Photo: Despite lockdown orders in Uganda for the COVID-19 crisis, our staff are still preparing hundreds of meals daily for our orphan boarding boarding students, resident staff members, and at-risk students at our rural primary school campus who still come for meal service. One of our longterm prayer requests has been our hope for a new kitchen for our main campus. Many other pressing needs always seem to get priority. However, our faithful kitchen staff make do and never complain; it’s a huge job.
We are happy to report that 14 of our primary school students took the National Primary Leaving Education (PLE) exams in November. These students were in the 7th grade which marks the end of their primary school education. We are very proud of them! 100% of these children passed their PLE exams and were promoted to our high school on our main campus. These students come from remote villages with uneducated, poverty-stricken families, and some of them are orphans. With access to a good education they now will be able to transform their future and their communities at large.
In other good news, 68 of our high school students took their national exams at the end of last year, and 90% of these children qualified to join the Advanced Level of Education, more commonly called the “A” level. We enroll students in both the “O” level (the first 4 years in Ugandan high school) and the “A” level (all 6 years of Ugandan high school).
265 children (ages 4-13) started a new semester at our rural primary school in February where they have been studying English, math, and 2 levels of literacy. When they are not hard at work in their studies, they enjoy playing soccer, hide & seek, jump-roping, telling stories to each other, and running, laughing, and chasing each other around the school grounds.
250 children (ages 14-19) started a new semester at our high school in February as well where they have been studying English, math, chemistry, physics, biology, history, geography, agriculture, computer studies, entrepreneurship, and Bible studies. When they are not learning these school subjects, they like to have fun together by playing soccer, badminton, Ruddo, hide & seek, jump-roping, creating stories to tell each other, and running around our main campus.
The Ugandan government is requiring all of the schools in the area to install fire extinguishers to increase safety for the children. Thus, we are seeking raise $500 in order to purchase 10 fire extinguishers for both of our schools. This is a much-needed security measure to keep our children safe.
We are also still seeking to raise $25,000 in order to build and fully furnish a much-needed new building at our high school. With your generosity, raising this amount would enable us to purchase cement, sand, timber, paint, door screens, window shutters, library shelves, computer tables, all of the necessary items for our science laboratory, desks for the students, chairs for the teachers, library books, and lockers for the students. This is an urgent need because our students are currently studying in dusty classrooms due to open windows and doors with no shutters. This situation becomes worse when it rains as wind blows through the classrooms and the students and their books get wet.
Our other great need for our education programs is to raise $8,000 in order to purchase 40 laptops ($200 each). This is important as the laptops will enable our high school students to further excel in their daily studies, including improving upon the computer skills portion of their end-of-semester exams in April as they will be using more efficient laptops.
The rainy season began last month, enabling us to plant corn, beans, green vegetables, tomatoes, onions, and carrots on our farmland.

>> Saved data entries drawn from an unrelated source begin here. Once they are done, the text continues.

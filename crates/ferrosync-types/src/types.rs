//! Content fingerprints used to decide whether a file changed
//!
//! Fingerprints are MD5 digests so that a local digest can be compared with
//! the output of `md5sum` on the server.

use md5::{Digest, Md5};
use std::fmt;
use std::io::{self, Read};

/// A 128-bit content digest
#[derive(Clone, Copy, PartialEq, Eq, Hash)]
pub struct ContentDigest([u8; ContentDigest::LEN]);

impl ContentDigest {
    /// Digest length in bytes
    pub const LEN: usize = 16;
    /// Digest length in hex characters
    pub const HEX_LEN: usize = Self::LEN * 2;

    /// Digest of an in-memory buffer
    pub fn of_bytes(data: &[u8]) -> Self {
        let mut hasher = Md5::new();
        hasher.update(data);
        Self::from_hasher(hasher)
    }

    /// Digest of everything a reader yields
    pub fn from_reader<R: Read>(mut reader: R) -> io::Result<Self> {
        let mut hasher = Md5::new();
        io::copy(&mut reader, &mut hasher)?;
        Ok(Self::from_hasher(hasher))
    }

    /// Parse exactly 32 hex characters
    pub fn from_hex(text: &str) -> Option<Self> {
        if text.len() != Self::HEX_LEN {
            return None;
        }
        let decoded = hex::decode(text).ok()?;
        let mut bytes = [0u8; Self::LEN];
        bytes.copy_from_slice(&decoded);
        Some(Self(bytes))
    }

    /// Extract the digest from `md5sum` output
    ///
    /// The output must start with 32 lowercase hex characters; anything else
    /// (an error message, an empty string) yields `None`.
    pub fn parse_md5sum_output(output: &str) -> Option<Self> {
        let trimmed = output.trim();
        let candidate = trimmed.get(..Self::HEX_LEN)?;
        if !candidate
            .bytes()
            .all(|b| b.is_ascii_digit() || (b'a'..=b'f').contains(&b))
        {
            return None;
        }
        Self::from_hex(candidate)
    }

    /// Lowercase hex form
    pub fn to_hex(&self) -> String {
        hex::encode(self.0)
    }

    /// Raw bytes
    pub fn as_bytes(&self) -> &[u8; Self::LEN] {
        &self.0
    }

    fn from_hasher(hasher: Md5) -> Self {
        let mut bytes = [0u8; Self::LEN];
        bytes.copy_from_slice(&hasher.finalize());
        Self(bytes)
    }
}

impl fmt::Display for ContentDigest {
    fn fmt(&self, f: &mut fmt::Formatter<'_>) -> fmt::Result {
        f.write_str(&self.to_hex())
    }
}

impl fmt::Debug for ContentDigest {
    fn fmt(&self, f: &mut fmt::Formatter<'_>) -> fmt::Result {
        write!(f, "ContentDigest({})", self.to_hex())
    }
}

/// Where a fingerprint came from
#[derive(Debug, Clone, Copy, PartialEq, Eq, Hash)]
#[cfg_attr(feature = "serde", derive(serde::Serialize, serde::Deserialize))]
pub enum FingerprintSource {
    /// Hashed from a local file
    Local,
    /// Computed by the server
    HashedRemote,
    /// Downloaded and hashed by the client
    Downloaded,
    /// Could not be determined
    Unknown,
}

/// Content fingerprint of one manifest entry
#[derive(Debug, Clone, Copy, PartialEq, Eq, Hash)]
pub enum Fingerprint {
    /// Digest of a local file
    Local(ContentDigest),
    /// Digest computed server-side
    HashedRemote(ContentDigest),
    /// Digest of downloaded remote content
    Downloaded(ContentDigest),
    /// No digest available; never matches anything
    Unknown,
}

impl Fingerprint {
    /// The digest, when one is known
    pub fn digest(&self) -> Option<&ContentDigest> {
        match self {
            Self::Local(d) | Self::HashedRemote(d) | Self::Downloaded(d) => Some(d),
            Self::Unknown => None,
        }
    }

    /// Origin of the fingerprint
    pub fn source(&self) -> FingerprintSource {
        match self {
            Self::Local(_) => FingerprintSource::Local,
            Self::HashedRemote(_) => FingerprintSource::HashedRemote,
            Self::Downloaded(_) => FingerprintSource::Downloaded,
            Self::Unknown => FingerprintSource::Unknown,
        }
    }

    /// Whether both sides are known to hold the same content
    ///
    /// `Unknown` on either side never matches, which forces a re-upload.
    pub fn matches(&self, other: &Self) -> bool {
        match (self.digest(), other.digest()) {
            (Some(a), Some(b)) => a == b,
            _ => false,
        }
    }
}

impl fmt::Display for Fingerprint {
    fn fmt(&self, f: &mut fmt::Formatter<'_>) -> fmt::Result {
        match self.digest() {
            Some(digest) => write!(f, "{}", digest),
            None => f.write_str("unknown"),
        }
    }
}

However, the rains are very unpredictable which often affects our ability to grow our goal amount of food. For instance, our banana grove is recovering from the dry season, thus we are mulching to cover the soil so it can retain moisture. Our inability to farm when there is a drought emphasizes our ongoing, urgent need to raise $5,000 to purchase a piped irrigation system large enough for our farmland which will be a powerful, efficient irrigation method.
In response to the COVId-19 crisis, through the guidance of our Rapha Medical Clinic leadership, our Rural Uganda team has been working since late February to teach the students and members of the community via hand washing workshops to make sure that the best WHO-recommended hand washing techniques are being adopted to fight the spread of the virus.
Thanks to our farmland, we have plenty of beans, corn and other local grains stockpiled, ensuring the consistent supply of basic ingredients in our kitchens. The government has temporarily halted school classes nationwide, but our eight staff who live on campus remain with us, as do the approximately 100 orphans who still remain with us. Their needs on campus remain, and we are dedicated to keeping them well fed and cared for while classes are paused.
Every precaution is being taken to protect our boarding students from the virus including social distancing and accepting no visitors on our campuses for over 30 days now. Food is being distributed to our at-risk primary school students and their families who have come to rely on school-day meals for their nutrition and survival. We are doing our best to ensure their continued care under the circumstances. Thankfully, in cooperation with local authorities our distribution of food is being considered “essential services” and for that we are grateful.
Our faithful field director wanted us to pass along this message to you: “I appreciate your generosity towards our work in the field, and I request that you empower us even more to enable the already existing projects to take root as we aim at becoming self-sustainable in the future.”